Chapter 43,819 wordsPublic domain

Frank Nelson made Christ Church known throughout the city, and on occasions of trouble and stress, as just mentioned, people other than those in his flock turned to him naturally and wistfully. Their desires were not always consistent with the customs of the Episcopal Church. In one such instance a widow requested a eulogy, but Mr. Nelson told her that it was not the procedure of his church and, furthermore, he would not know what to say. Not abashed in the slightest, she replied, "Oh, that doesn't matter. Just give the address you made at the Mabley-Carew Department Store dinner!" However, he did read a poem, and in trying to express her sincere appreciation the widow somewhat astounded him by saying, "Why, that was enough to make Bob stand up in his coffin."
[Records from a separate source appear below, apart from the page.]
// src/noyau/moteur.rs
//
// Moteur : propriétaire unique du tampon.
// Un seul écrivain (le répartiteur d’entrées), aucune suspension :
// chaque `dispatch` lit le tampon courant et le remplace par le suivant.

use tracing::debug;

use super::format::{CHIFFRES_MAX, CHIFFRES_MIN};
use super::tampon::{Issue, Operation, Tampon};

/// Précision d’affichage par défaut (chiffres significatifs).
pub const CHIFFRES_DEFAUT: usize = 15;

#[derive(Clone, Debug)]
pub struct Moteur {
    tampon: Tampon,
    chiffres: usize,
}

impl Default for Moteur {
    fn default() -> Self {
        Self::new(CHIFFRES_DEFAUT)
    }
}

impl Moteur {
    pub fn new(chiffres: usize) -> Self {
        Self {
            tampon: Tampon::default(),
            chiffres: chiffres.clamp(CHIFFRES_MIN, CHIFFRES_MAX),
        }
    }

    /// Texte à afficher.
    pub fn texte_courant(&self) -> &str {
        self.tampon.texte()
    }

    pub fn tampon(&self) -> &Tampon {
        &self.tampon
    }

    pub fn chiffres(&self) -> usize {
        self.chiffres
    }

    /// Seul mutateur.
    pub fn dispatch(&mut self, op: Operation) -> Issue {
        let (suivant, issue) = self.tampon.appliquer(op, self.chiffres);

        match &issue {
            Issue::Echec(err) => {
                debug!(?op, expression = self.tampon.texte(), %err, "évaluation échouée");
            }
            Issue::Evaluee(e) => {
                debug!(?op, expression = %e.expression, resultat = %e.rendu, "évaluation");
            }
            Issue::Ignoree => debug!(?op, texte = self.tampon.texte(), "touche ignorée"),
            Issue::Edition => debug!(?op, avant = self.tampon.texte(), apres = suivant.texte()),
        }

        self.tampon = suivant;
        issue
    }
}

#[cfg(test)]
mod tests {
    use super::*;
    use crate::noyau::erreur::ErreurEval;
    use crate::noyau::tampon::{Operateur, ERREUR};

    #[test]
    fn saisie_complete() {
        let mut m = Moteur::default();
        for op in [
            Operation::Chiffre(1),
            Operation::Chiffre(2),
            Operation::Operateur(Operateur::Plus),
            Operation::Chiffre(3),
        ] {
            assert_eq!(m.dispatch(op), Issue::Edition);
        }
        assert_eq!(m.texte_courant(), "12+3");

        assert!(matches!(m.dispatch(Operation::Evaluer), Issue::Evaluee(_)));
        assert_eq!(m.texte_courant(), "15");
        assert!(m.tampon().resultat_affiche());
    }

    #[test]
    fn evaluer_deux_fois() {
        let mut m = Moteur::default();
        m.dispatch(Operation::Chiffre(9));
        m.dispatch(Operation::Operateur(Operateur::Divise));
        m.dispatch(Operation::Chiffre(4));
        m.dispatch(Operation::Evaluer);
        let apres_un = m.tampon().clone();

        assert_eq!(m.dispatch(Operation::Evaluer), Issue::Ignoree);
        assert_eq!(m.tampon(), &apres_un);
        assert_eq!(m.texte_courant(), "2.25");
    }

    #[test]
    fn erreur_puis_effacer() {
        let mut m = Moteur::default();
        m.dispatch(Operation::Chiffre(1));
        m.dispatch(Operation::Operateur(Operateur::Divise));
        m.dispatch(Operation::Chiffre(0));
        assert!(matches!(m.dispatch(Operation::Evaluer), Issue::Echec(_)));
        assert_eq!(m.texte_courant(), ERREUR);

        m.dispatch(Operation::Effacer);
        assert_eq!(m.tampon(), &Tampon::default());
    }

    #[test]
    fn resultat_geant_en_erreur() {
        let mut m = Moteur::default();
        for c in format!("{}", f64::MAX).chars() {
            m.dispatch(Operation::Chiffre(c as u8 - b'0'));
        }
        assert!(matches!(
            m.dispatch(Operation::Evaluer),
            Issue::Echec(ErreurEval::ResultatNonFini)
        ));
        assert_eq!(m.texte_courant(), ERREUR);
    }

    #[test]
    fn precision_bornee() {
        assert_eq!(Moteur::new(0).chiffres(), 1);
        assert_eq!(Moteur::new(99).chiffres(), 17);

        let mut m = Moteur::new(3);
        for op in [
            Operation::Chiffre(2),
            Operation::Operateur(Operateur::Divise),
            Operation::Chiffre(3),
            Operation::Evaluer,
        ] {
            m.dispatch(op);
        }
        assert_eq!(m.texte_courant(), "0.667");
    }
}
He knew what was in the human heart, and realized the craving for understanding in times of despair and sorrow. Somehow he managed to do and say the right thing. At one time the mother of a parishioner had died in a distant state, and when the family arrived in Cincinnati, he was at the railroad station at seven o'clock in the morning to meet them and accompanied the coffin from the baggage car to the hearse. So simple an act bespeaks the innate dignity and simplicity of the man. It was his custom at the cemetery to walk with the chief mourner, and by such little kindnesses and numberless other courtesies he endeared himself to each generation in his long ministry. A parishioner whose mother died late one Good Friday evening remembers that despite the heavy tax of the day Mr. Nelson came to her house shortly before ten o'clock, and, though no lights were on, rang the bell, calling, "I want to talk with you." By his coming, a sleepless night was shorn of its dread and vastness, and confidence and serenity took their place. At another time when a family received the fearful word from Washington that a son had been killed in the Argonne, Mr. Nelson though confined to his bed with illness went at once to call in the home. On the day of the funeral, before going to the church, he read the identical service in that suburban home for the invalid mother. As many people in Boston have said that until Phillips Brooks came to them in their sorrow they never knew what Isaiah meant in his words, "And there shall be a tabernacle for a shadow in the daytime from the heat, and for a place of refuge, and for a covert from rain," so Christ Church people found in Frank Nelson a stronghold in time of trouble.

There are many incidents that illustrate the ideals of this incomparable pastor. For instance, the Council of Churches had two social workers in the Juvenile Court, one of whom was a parishioner, young and beautiful. Mr. Nelson did not really want her to do such work, but her parents thought her trained and equipped for it. In his solicitude he went to the Executive Secretary and asked, "Do you have staff meetings? I want you to have her there in your office. Give her the knowledge that she is dealing with the abnormal, and that not all life is perversion." The welfare of each individual in his church was his personal concern.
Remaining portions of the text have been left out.